TIROLER TAGESZEITUNG „Leitartikel“ Dienstag, 23. Mai 2017, von Peter Nindler: „Alles ist so kompliziert einfach“

Innsbruck (OTS) Nicht nur Verwaltungsverfahren dauern in Österreich eine gefühlte Ewigkeit. Die Ermittlungen nach der Bundespräsi-denten-Stichwahl werden ebenfalls zum Zeitkrimi. Weil es so kompliziert ist oder schlichtweg das Personal fehlt?

Zu Recht kritisieren die Landeshauptleute zu lange Verwaltungsverfahren im Umweltrecht. Schließlich ziehen sich manche über Jahre. Alleine der Skigebiets-Zusammenschluss von Kappl und St. Anton liegt schon seit mehr als einem Jahr beim Bundesverwaltungsgericht. Die Rechtfertigung dafür klingt stets einfach: Die Verfahren sind komplex, für die Sachfragen benötigt es zusätzliche Gutachter und letztlich muss die Entscheidung sorgfältig überlegt werden. Alles hehre Argumente, doch der Faktor Zeit wird geflissentlich außer Acht gelassen. Natürlich geht Rechtssicherheit vor Zeit, allerdings kostet die auch einiges Geld. Manchmal fehlt den Verwaltungsgerichten aber schlichtweg das Personal, weshalb die kritisierende Politik eigentlich zur handelnden werden müsste. Ähnlich verhält es sich in der Justiz: Wie geht es jemandem, der sich seit einem Jahr mit dem Verdacht herumschlagen muss, bei der aufgehobenen Bundespräsidenten-Stichwahl vielleicht Amtsmissbrauch begangen zu haben? Die Zeit nagt, die Ungewissheit belastet. Das alles ist zutiefst menschlich; egal, ob ein Fehler gemacht wurde oder nicht. Bereits 2014 kritisierte der Bundesrechnungshof, dass die Ermittlungsverfahren in Österreich zu lange dauern. Die Stellungnahme des Justizministeriums war einmal mehr selbstredend: Natürlich wurden vielschichtige Sachverhalte ins Treffen geführt.
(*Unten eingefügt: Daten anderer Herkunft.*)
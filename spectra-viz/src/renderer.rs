use embedded_graphics::{
    draw_target::DrawTarget,
    geometry::{Point, Size},
    mono_font::MonoTextStyle,
    pixelcolor::Rgb888,
    primitives::{
        Ellipse, Line, Primitive as _, PrimitiveStyle, PrimitiveStyleBuilder, Rectangle, Triangle,
    },
    text::{Alignment, Baseline, Text, TextStyleBuilder},
    Drawable,
};

use crate::primitive::{Anchor, Primitive, ShapeStyle};
use crate::scene::Scene;

// Arrow head shape in pixels: length along the line, half-width at the base.
const ARROW_LENGTH: f64 = 10.0;
const ARROW_HALF_WIDTH: f64 = 4.0;

pub trait Renderer {
    fn draw<D: DrawTarget<Color = Rgb888>>(&self, target: &mut D) -> Result<(), D::Error>;
}

impl Renderer for Scene {
    fn draw<D>(&self, target: &mut D) -> Result<(), D::Error>
    where
        D: DrawTarget<Color = Rgb888>,
    {
        for primitive in self.iter() {
            primitive.draw(target)?;
        }
        Ok(())
    }
}

impl Renderer for Primitive {
    fn draw<D>(&self, target: &mut D) -> Result<(), D::Error>
    where
        D: DrawTarget<Color = Rgb888>,
    {
        match self {
            Primitive::Rectangle {
                corner_a,
                corner_b,
                style,
            } => Rectangle::with_corners(*corner_a, *corner_b)
                .into_styled(primitive_style(style))
                .draw(target),
            Primitive::Oval {
                corner_a,
                corner_b,
                style,
            } => {
                let top_left = Point::new(corner_a.x.min(corner_b.x), corner_a.y.min(corner_b.y));
                let size = Size::new(
                    corner_a.x.abs_diff(corner_b.x),
                    corner_a.y.abs_diff(corner_b.y),
                );
                Ellipse::new(top_left, size)
                    .into_styled(primitive_style(style))
                    .draw(target)
            }
            Primitive::Line {
                start,
                end,
                color,
                width,
                arrow,
            } => {
                Line::new(*start, *end)
                    .into_styled(PrimitiveStyle::with_stroke(*color, (*width).max(1)))
                    .draw(target)?;
                if *arrow {
                    if let Some(head) = arrow_head(*start, *end, *width) {
                        head.into_styled(PrimitiveStyle::with_fill(*color))
                            .draw(target)?;
                    }
                }
                Ok(())
            }
            Primitive::Text {
                position,
                text,
                color,
                font,
                anchor,
            } => {
                let alignment = match anchor {
                    Anchor::Center => Alignment::Center,
                    Anchor::West => Alignment::Left,
                    Anchor::East => Alignment::Right,
                };
                let text_style = TextStyleBuilder::new()
                    .alignment(alignment)
                    .baseline(Baseline::Middle)
                    .build();
                Text::with_text_style(
                    text,
                    *position,
                    MonoTextStyle::new(font.font(), *color),
                    text_style,
                )
                .draw(target)?;
                Ok(())
            }
        }
    }
}

fn primitive_style(style: &ShapeStyle) -> PrimitiveStyle<Rgb888> {
    let mut builder = PrimitiveStyleBuilder::new();
    if let Some(fill) = style.fill {
        builder = builder.fill_color(fill);
    }
    if let Some(outline) = style.outline {
        builder = builder
            .stroke_color(outline)
            .stroke_width(style.stroke_width.max(1));
    }
    builder.build()
}

/// Filled triangle whose tip sits on `end`, pointing away from `start`.
fn arrow_head(start: Point, end: Point, width: u32) -> Option<Triangle> {
    let dx = (end.x - start.x) as f64;
    let dy = (end.y - start.y) as f64;
    let length = libm::hypot(dx, dy);
    if length < 1.0 {
        return None;
    }
    let (ux, uy) = (dx / length, dy / length);
    let half_width = ARROW_HALF_WIDTH + width as f64 / 2.0;
    let base_x = end.x as f64 - ux * ARROW_LENGTH;
    let base_y = end.y as f64 - uy * ARROW_LENGTH;
    let wing = |side: f64| {
        Point::new(
            libm::round(base_x - uy * half_width * side) as i32,
            libm::round(base_y + ux * half_width * side) as i32,
        )
    };
    Some(Triangle::new(end, wing(1.0), wing(-1.0)))
}

#[cfg(test)]
mod tests {
    use super::*;
    use crate::primitive::FontClass;
    use embedded_graphics::mock_display::MockDisplay;
    use embedded_graphics::pixelcolor::RgbColor;

    fn display() -> MockDisplay<Rgb888> {
        let mut display = MockDisplay::new();
        display.set_allow_out_of_bounds_drawing(true);
        display.set_allow_overdraw(true);
        display
    }

    #[test]
    fn test_rectangle_fill_and_outline() {
        let mut fb = display();
        Primitive::rectangle(
            Point::new(20, 10),
            Point::new(2, 2),
            ShapeStyle::outlined(Rgb888::BLUE, Rgb888::WHITE),
        )
        .draw(&mut fb)
        .unwrap();

        assert_eq!(fb.get_pixel(Point::new(2, 2)), Some(Rgb888::WHITE));
        assert_eq!(fb.get_pixel(Point::new(10, 6)), Some(Rgb888::BLUE));
        assert_eq!(fb.get_pixel(Point::new(30, 6)), None);
    }

    #[test]
    fn test_arrow_head_drawn_at_end() {
        let mut plain = display();
        let mut arrowed = display();
        Primitive::line(Point::new(2, 30), Point::new(40, 30), Rgb888::YELLOW, 1)
            .draw(&mut plain)
            .unwrap();
        Primitive::arrow(Point::new(2, 30), Point::new(40, 30), Rgb888::YELLOW, 1)
            .draw(&mut arrowed)
            .unwrap();

        assert_eq!(plain.get_pixel(Point::new(33, 32)), None);
        assert_eq!(arrowed.get_pixel(Point::new(33, 32)), Some(Rgb888::YELLOW));
    }

    #[test]
    fn test_degenerate_arrow_has_no_head() {
        assert!(arrow_head(Point::new(5, 5), Point::new(5, 5), 2).is_none());
    }

    #[test]
    fn test_scene_paints_in_order() {
        let mut scene = Scene::new();
        scene.push(Primitive::rectangle(
            Point::new(0, 0),
            Point::new(10, 10),
            ShapeStyle::filled(Rgb888::RED),
        ));
        scene.push(Primitive::rectangle(
            Point::new(5, 5),
            Point::new(10, 10),
            ShapeStyle::filled(Rgb888::GREEN),
        ));
        scene.push(Primitive::text(
            Point::new(40, 40),
            "1",
            Rgb888::WHITE,
            FontClass::Label,
            Anchor::Center,
        ));

        let mut fb = display();
        scene.draw(&mut fb).unwrap();
        assert_eq!(fb.get_pixel(Point::new(2, 2)), Some(Rgb888::RED));
        assert_eq!(fb.get_pixel(Point::new(7, 7)), Some(Rgb888::GREEN));
    }
}
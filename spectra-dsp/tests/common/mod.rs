use wavegen::{sine, wf};

pub const SAMPLE_RATE: f32 = 44_100.0;

/// Reference sine from an independent generator, normalized to [-1, 1].
pub fn reference_sine(frequency: f32, count: usize) -> Vec<f32> {
    let waveform = wf!(f32, SAMPLE_RATE, sine!(frequency));
    waveform.iter().take(count).collect()
}

/// Frequency resolution of one analysis bin at the reference rate.
pub fn bin_width_hz() -> f32 {
    SAMPLE_RATE / spectra_dsp::FRAME_LEN as f32
}
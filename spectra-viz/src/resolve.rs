use crate::types::Band;

/// Finds the band a region name refers to.
///
/// Matching is case-insensitive and one-directional: the query must appear
/// inside the band name (`"ultra"` finds `"Ultraviolet"`, `"uvlamp"` finds
/// nothing). The first band in declared order wins.
pub fn resolve_band<'a>(query: &str, bands: &'a [Band]) -> Option<&'a Band> {
    let needle = query.to_lowercase();
    bands
        .iter()
        .find(|band| band.name.to_lowercase().contains(needle.as_str()))
}

#[cfg(test)]
mod tests {
    use super::*;
    use crate::spectrum_chart::EM_BANDS;

    #[test]
    fn test_exact_and_case_insensitive_names() {
        assert_eq!(resolve_band("Visible", &EM_BANDS).map(|b| b.name), Some("Visible"));
        assert_eq!(resolve_band("visible", &EM_BANDS).map(|b| b.name), Some("Visible"));
        assert_eq!(resolve_band("X-RAYS", &EM_BANDS).map(|b| b.name), Some("X-Rays"));
    }

    #[test]
    fn test_query_must_be_inside_band_name() {
        assert_eq!(
            resolve_band("ultra", &EM_BANDS).map(|b| b.name),
            Some("Ultraviolet")
        );
        assert_eq!(resolve_band("uvlamp", &EM_BANDS), None);
        assert_eq!(resolve_band("uv", &EM_BANDS), None);
        assert_eq!(resolve_band("Ultraviolet light", &EM_BANDS), None);
    }

    #[test]
    fn test_first_match_wins() {
        // "ra" is inside Radio, Infrared, X-Rays and Gamma Rays; Radio is declared first.
        assert_eq!(resolve_band("ra", &EM_BANDS).map(|b| b.name), Some("Radio"));
        assert_eq!(resolve_band("rays", &EM_BANDS).map(|b| b.name), Some("X-Rays"));
    }
}
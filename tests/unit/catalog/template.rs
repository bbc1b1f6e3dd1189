use super::*;

const CATALOG: &str = r##"[
  {
    "id": "quote-card",
    "name": "Quote Card",
    "description": "A quote with attribution",
    "category": "quote",
    "aspectRatio": "1:1",
    "variables": [
      { "name": "quote", "type": "text", "label": "Quote", "default": "Stay humble.", "maxLength": 12 },
      { "name": "author", "type": "text", "label": "Author" },
      { "name": "accent", "type": "color", "label": "Accent", "default": "#00D395" }
    ]
  },
  {
    "id": "announcement-banner",
    "name": "Announcement Banner",
    "description": "Wide banner",
    "category": "announcement",
    "aspectRatio": "16:9",
    "variables": []
  }
]"##;

#[test]
fn parses_catalog_json() {
    let catalog = TemplateCatalog::from_json_str(CATALOG).unwrap();
    assert_eq!(catalog.len(), 2);

    let quote = catalog.get("quote-card").unwrap();
    assert_eq!(quote.aspect_ratio, AspectRatio::Square);
    assert_eq!(quote.category, TemplateCategory::Quote);
    assert_eq!(quote.variables[0].kind, VariableKind::Text);
    assert_eq!(quote.variables[0].max_length, Some(12));
    assert_eq!(quote.variables[2].kind, VariableKind::Color);

    let banner = catalog.get("announcement-banner").unwrap();
    assert_eq!(banner.canvas(), Canvas { width: 1200, height: 675 });
}

#[test]
fn unknown_template_is_not_found() {
    let catalog = TemplateCatalog::from_json_str(CATALOG).unwrap();
    let err = catalog.get("nope").unwrap_err();
    assert!(matches!(err, EditorError::TemplateNotFound(ref id) if id == "nope"));
    assert_eq!(err.status_code(), 404);
}

#[test]
fn duplicate_ids_are_rejected() {
    let json = r#"[
      {"id":"a","name":"A","description":"","category":"social","aspectRatio":"1:1"},
      {"id":"a","name":"B","description":"","category":"banner","aspectRatio":"4:5"}
    ]"#;
    assert!(TemplateCatalog::from_json_str(json).is_err());
}

#[test]
fn unfamiliar_category_maps_to_other() {
    let json = r#"[
      {"id":"promo","name":"Promo","description":"","category":"promotional","aspectRatio":"16:9"},
      {"id":"card","name":"Card","description":"","category":"quote","aspectRatio":"1:1"}
    ]"#;
    let catalog = TemplateCatalog::from_json_str(json).unwrap();
    assert_eq!(catalog.len(), 2);
    assert_eq!(catalog.get("promo").unwrap().category, TemplateCategory::Other);
    assert_eq!(catalog.get("card").unwrap().category, TemplateCategory::Quote);
}

#[test]
fn by_category_filters() {
    let catalog = TemplateCatalog::from_json_str(CATALOG).unwrap();
    let ids: Vec<&str> = catalog
        .by_category(TemplateCategory::Announcement)
        .map(|t| t.id.as_str())
        .collect();
    assert_eq!(ids, vec!["announcement-banner"]);
    assert_eq!(catalog.by_category(TemplateCategory::Wallet).count(), 0);
}

#[test]
fn resolve_variables_merges_defaults() {
    let catalog = TemplateCatalog::from_json_str(CATALOG).unwrap();
    let quote = catalog.get("quote-card").unwrap();

    let defaults = quote.default_variables();
    assert_eq!(defaults.len(), 2);
    assert_eq!(defaults["quote"], "Stay humble.");

    let mut provided = BTreeMap::new();
    provided.insert("author".to_string(), "Satoshi".to_string());
    provided.insert("extra".to_string(), "kept".to_string());
    let resolved = quote.resolve_variables(&provided).unwrap();
    assert_eq!(resolved["quote"], "Stay humble.");
    assert_eq!(resolved["author"], "Satoshi");
    assert_eq!(resolved["accent"], "#00D395");
    assert_eq!(resolved["extra"], "kept");
}

#[test]
fn resolve_variables_enforces_max_length() {
    let catalog = TemplateCatalog::from_json_str(CATALOG).unwrap();
    let quote = catalog.get("quote-card").unwrap();

    let mut provided = BTreeMap::new();
    provided.insert("quote".to_string(), "this is far too long".to_string());
    let err = quote.resolve_variables(&provided).unwrap_err();
    assert!(err.to_string().contains("max 12"));

    provided.insert("quote".to_string(), "ünïcödé ok".to_string());
    assert!(quote.resolve_variables(&provided).is_ok());
}

#[test]
fn from_path_reports_missing_file() {
    let err = TemplateCatalog::from_path("target/does-not-exist/templates.json").unwrap_err();
    assert!(err.to_string().contains("open template catalog"));
}
use std::{
    future::Future,
    path::{Path, PathBuf},
    sync::Arc,
};

use anyhow::Context;
use base64::Engine as _;

use crate::foundation::error::{EditorError, EditorResult};

/// Where an image comes from: a URL/path to fetch, or bytes embedded in a `data:` URL.
#[derive(Clone, PartialEq, Eq)]
pub enum ImageSource {
    /// Path or URL resolved by a [`SourceLoader`].
    Url(String),
    /// Inline payload decoded from a `data:` URL.
    Data {
        /// Declared media type, e.g. `image/png`.
        mime: String,
        /// Raw encoded image bytes.
        bytes: Arc<Vec<u8>>,
    },
}

impl std::fmt::Debug for ImageSource {
    fn fmt(&self, f: &mut std::fmt::Formatter<'_>) -> std::fmt::Result {
        match self {
            ImageSource::Url(url) => f.debug_tuple("Url").field(url).finish(),
            ImageSource::Data { mime, bytes } => f
                .debug_struct("Data")
                .field("mime", mime)
                .field("bytes_len", &bytes.len())
                .finish(),
        }
    }
}

impl ImageSource {
    /// Parse a user-facing source string. `data:` URLs are decoded eagerly; everything else is
    /// kept as a URL for a loader to resolve.
    pub fn parse(s: &str) -> EditorResult<Self> {
        let s = s.trim();
        if s.is_empty() {
            return Err(EditorError::validation("image source must be non-empty"));
        }
        match s.strip_prefix("data:") {
            Some(rest) => parse_data_url(rest),
            None => Ok(ImageSource::Url(s.to_string())),
        }
    }

    /// Short description for logs and notices (never the payload).
    pub fn describe(&self) -> String {
        match self {
            ImageSource::Url(url) => url.clone(),
            ImageSource::Data { mime, bytes } => format!("data:{mime} ({} bytes)", bytes.len()),
        }
    }
}

impl std::str::FromStr for ImageSource {
    type Err = EditorError;

    fn from_str(s: &str) -> Result<Self, Self::Err> {
        Self::parse(s)
    }
}

fn parse_data_url(rest: &str) -> EditorResult<ImageSource> {
    let (meta, payload) = rest
        .split_once(',')
        .ok_or_else(|| EditorError::validation("data url is missing ','"))?;
    let (mime, is_base64) = match meta.strip_suffix(";base64") {
        Some(m) => (m, true),
        None => (meta, false),
    };
    let mime = mime.split(';').next().unwrap_or_default();
    let mime = if mime.is_empty() { "text/plain" } else { mime };

    let bytes = if is_base64 {
        let compact: String = payload.chars().filter(|c| !c.is_whitespace()).collect();
        base64::engine::general_purpose::STANDARD
            .decode(compact.as_bytes())
            .map_err(|e| EditorError::decode(format!("invalid base64 in data url: {e}")))?
    } else {
        urlencoding::decode_binary(payload.as_bytes()).into_owned()
    };

    Ok(ImageSource::Data {
        mime: mime.to_string(),
        bytes: Arc::new(bytes),
    })
}

/// Capability that turns an [`ImageSource`] into encoded bytes.
///
/// Loads are awaited explicitly by the operations that need them; nothing is fetched in the
/// background.
pub trait SourceLoader {
    /// Fetch the encoded bytes for `source`.
    fn load(&self, source: &ImageSource) -> impl Future<Output = EditorResult<Vec<u8>>>;
}

/// Loader serving `data:` payloads and paths under a fixed asset root.
///
/// Web-root style paths (`/images/logo.svg`) and `file://` URLs are resolved relative to the
/// root; remote URLs are rejected.
#[derive(Clone, Debug)]
pub struct FsLoader {
    root: PathBuf,
}

impl FsLoader {
    /// Serve assets below `root`.
    pub fn new(root: impl Into<PathBuf>) -> Self {
        Self { root: root.into() }
    }

    /// Asset root directory.
    pub fn root(&self) -> &Path {
        &self.root
    }

    /// Absolute path a URL-style source resolves to.
    pub fn resolve(&self, url: &str) -> EditorResult<PathBuf> {
        if url.starts_with("http://") || url.starts_with("https://") {
            return Err(EditorError::validation(format!(
                "remote image urls are not served by the filesystem loader: {url}"
            )));
        }
        let rel = url.strip_prefix("file://").unwrap_or(url);
        let norm = normalize_rel_path(rel.trim_start_matches('/'))?;
        Ok(self.root.join(Path::new(&norm)))
    }
}

impl SourceLoader for FsLoader {
    async fn load(&self, source: &ImageSource) -> EditorResult<Vec<u8>> {
        match source {
            ImageSource::Data { bytes, .. } => Ok(bytes.as_ref().clone()),
            ImageSource::Url(url) => {
                let path = self.resolve(url)?;
                tokio::fs::read(&path)
                    .await
                    .with_context(|| format!("read image bytes from '{}'", path.display()))
                    .map_err(EditorError::from)
            }
        }
    }
}

/// Normalize and validate root-relative asset paths.
///
/// The normalized result uses `/` separators, removes `.` segments, and rejects absolute paths or
/// parent traversals (`..`).
pub fn normalize_rel_path(source: &str) -> EditorResult<String> {
    let s = source.replace('\\', "/");
    if s.starts_with('/') {
        return Err(EditorError::validation("asset paths must be relative"));
    }
    if s.is_empty() {
        return Err(EditorError::validation("asset path must be non-empty"));
    }

    let mut out = Vec::<&str>::new();
    for part in s.split('/') {
        if part.is_empty() || part == "." {
            continue;
        }
        if part == ".." {
            return Err(EditorError::validation("asset paths must not contain '..'"));
        }
        out.push(part);
    }

    if out.is_empty() {
        return Err(EditorError::validation(
            "asset path must contain a file name",
        ));
    }

    Ok(out.join("/"))
}

#[cfg(test)]
#[path = "../../tests/unit/assets/source.rs"]
mod tests;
Irgendwie ist die Situation rund um die ins Visier der Korruptionsstaatsanwaltschaft geratenen Wahlbeisitzer einigermaßen skurril. Der Bundespräsidenten-Wahlmarathon mit den vielen Pannen wurde längst abgehakt und die nächsten Bundeswahlen stehen am 15. Oktober bereits bevor. Aber die betroffenen Mitglieder der Wahlkommissionen vom Vorjahr wissen heute noch nicht, ob sie angeklagt oder die Verfahren eingestellt werden. Die Begründung? Erraten! Komplexe Verfahren.
Einvernahme, Bewertung, Vorhabens- und Abschlussbericht:
Eigentlich dürften sich die Staatsbürger schon erwarten, dass die Justiz generell zügig agiert. So hingegen wird die legendäre Aussage des ehemaligen Bundeskanzlers Fred Sinowatz, alles sei so kompliziert, zum geflügelten Wort. Auch im Rechtssystem. Vielleicht ist alles gar nicht so vertrackt, sondern gleichsam zutiefst menschlich: Schließlich tut sich eben die Korruptionsstaatsanwaltschaft seit Jahren schwer, die vorhandenen Planstellen zu besetzen.
Deshalb könnte „unterbesetzt statt schwierig“ eine einfache, wenngleich laienhafte Erklärung für die Verfahrensdauer sein.